Not sure if this helps you, but some of the issue you are facing seem similar to those in the "real time" search threads.

Basically their problem involves indexing twitter and the blogosphere, and making lucene work for super large data sets like that.

Perhaps some of the discussion in those threads could help. I'd imagine they went over things like massively distributed searches and such, and other things that might be of interest to you.
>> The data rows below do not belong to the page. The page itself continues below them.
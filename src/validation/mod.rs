//! Cross-object validation.
//!
//! Runs every resolution pass over every object in ascending (hierarchy
//! depth, name) order, so a superclass is always complete before its
//! subclasses are looked at. No pass stops at the first problem: errors
//! are collected per object into an [`ErrorReport`] and the caller fails
//! the compilation once, after every pass has run.
//!
//! An object whose attributes fail their checks stays in the later passes
//! with every attribute that could be built, so its other problems are
//! still reported and objects joining to it bind normally.

use std::fmt;

use crate::semantic::attribute::collect_attributes;
use crate::semantic::context::{ObjectId, ResolutionContext};
use crate::semantic::embedded::resolve_embedded_values;
use crate::semantic::enumeration::resolve_enumerations;
use crate::semantic::error::{ErrorReport, Warning};
use crate::semantic::foreign_keys::derive_foreign_keys;
use crate::semantic::index::resolve_indices;
use crate::semantic::interface::resolve_interfaces;
use crate::semantic::names::check_names;
use crate::semantic::post_validate::post_validate;
use crate::semantic::relationship::{check_relationships, finish_relationships};
use crate::semantic::superclass::resolve_superclass;

// ============================================================================
// Passes
// ============================================================================

/// A resolution pass, in execution order.
#[derive(Debug, Clone, Copy, PartialEq, Eq, PartialOrd, Ord)]
pub enum Pass {
    NameCheck,
    AttributeResolve,
    EmbeddedValueResolve,
    EnumerationResolve,
    SuperclassResolve,
    IndexResolve,
    RelationshipCheck,
    InterfaceResolve,
    ForeignKeyDerive,
    PostValidate,
}

impl Pass {
    pub const ALL: [Pass; 10] = [
        Pass::NameCheck,
        Pass::AttributeResolve,
        Pass::EmbeddedValueResolve,
        Pass::EnumerationResolve,
        Pass::SuperclassResolve,
        Pass::IndexResolve,
        Pass::RelationshipCheck,
        Pass::InterfaceResolve,
        Pass::ForeignKeyDerive,
        Pass::PostValidate,
    ];

    pub fn name(&self) -> &'static str {
        match self {
            Pass::NameCheck => "NameCheck",
            Pass::AttributeResolve => "AttributeResolve",
            Pass::EmbeddedValueResolve => "EmbeddedValueResolve",
            Pass::EnumerationResolve => "EnumerationResolve",
            Pass::SuperclassResolve => "SuperclassResolve",
            Pass::IndexResolve => "IndexResolve",
            Pass::RelationshipCheck => "RelationshipCheck",
            Pass::InterfaceResolve => "InterfaceResolve",
            Pass::ForeignKeyDerive => "ForeignKeyDerive",
            Pass::PostValidate => "PostValidate",
        }
    }
}

impl fmt::Display for Pass {
    fn fmt(&self, f: &mut fmt::Formatter<'_>) -> fmt::Result {
        write!(f, "{}", self.name())
    }
}

// ============================================================================
// Validator
// ============================================================================

/// Result of a validation run.
#[derive(Debug, Default)]
pub struct Validation {
    pub report: ErrorReport,
    pub warnings: Vec<Warning>,
}

impl Validation {
    pub fn is_ok(&self) -> bool {
        self.report.is_empty()
    }
}

/// Drives the passes over a [`ResolutionContext`].
pub struct Validator<'a> {
    ctx: &'a mut ResolutionContext,
    order: Vec<ObjectId>,
    report: ErrorReport,
}

impl<'a> Validator<'a> {
    pub fn new(ctx: &'a mut ResolutionContext) -> Self {
        let order = ctx.processing_order();
        Self {
            ctx,
            order,
            report: ErrorReport::new(),
        }
    }

    /// Run every pass and return the collected errors and warnings.
    pub fn run(mut self) -> Validation {
        for pass in Pass::ALL {
            self.run_pass(pass);
        }

        for errors in self.report.iter() {
            tracing::error!(object = %errors.object, count = errors.count(), "\n{}", errors);
        }
        let warnings = self.ctx.take_warnings();
        tracing::info!(
            objects = self.order.len(),
            failed = self.report.object_count(),
            errors = self.report.error_count(),
            warnings = warnings.len(),
            "validation finished"
        );
        Validation {
            report: self.report,
            warnings,
        }
    }

    /// Run one pass over every object.
    pub fn run_pass(&mut self, pass: Pass) {
        let before = self.report.error_count();
        for id in self.order.clone() {
            self.run_object(pass, id);
        }
        if pass == Pass::RelationshipCheck {
            finish_relationships(self.ctx, &mut self.report);
        }
        tracing::debug!(
            pass = %pass,
            errors = self.report.error_count() - before,
            "pass complete"
        );
    }

    fn run_object(&mut self, pass: Pass, id: ObjectId) {
        let name = self.ctx.object(id).name.clone();
        let errors = match pass {
            Pass::NameCheck => check_names(self.ctx, id),
            Pass::AttributeResolve => {
                let (resolved, errors) = collect_attributes(&self.ctx.object(id).raw);
                let object = self.ctx.object_mut(id);
                object.attributes = resolved.attributes;
                object.as_of_attributes = resolved.as_of_attributes;
                errors
            }
            Pass::EmbeddedValueResolve => resolve_embedded_values(self.ctx, id),
            Pass::EnumerationResolve => resolve_enumerations(self.ctx, id),
            Pass::SuperclassResolve => resolve_superclass(self.ctx, id),
            Pass::IndexResolve => resolve_indices(self.ctx, id),
            Pass::RelationshipCheck => {
                let errors = check_relationships(self.ctx, id);
                self.report.merge(errors);
                return;
            }
            Pass::InterfaceResolve => resolve_interfaces(self.ctx, id),
            Pass::ForeignKeyDerive => {
                derive_foreign_keys(self.ctx, id);
                Vec::new()
            }
            Pass::PostValidate => post_validate(self.ctx, id),
        };
        self.report.add_all(&name, errors);
    }
}

/// Run every pass over `ctx`.
pub fn validate(ctx: &mut ResolutionContext) -> Validation {
    Validator::new(ctx).run()
}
Sorry I can't be of more help than that.

Matt

tsuraan wrote:
Out of curiosity, what is the size of your corpus?  How much and how
quickly do you expect it to grow?

in terms of lucene documents, we tend to have in the 10M-100M range.
Currently we use merging to make larger indices from smaller ones, so
a single index can have a lot of documents in it, but merging takes a
long time so I'm trying to test out just using a ton of tiny indices
to see if the search penalty from doing that is worth the time savings
from not having to build and optimize large indices.

I'm just trying to make sure that we are all on the same page here ^^

I can see the benefits of doing what you are describing with a very
large corpus that is expected to grow at quick rate, but if that's not
really your use case, then perhaps it might be worth investigating if a
simpler solution would serve you just as well.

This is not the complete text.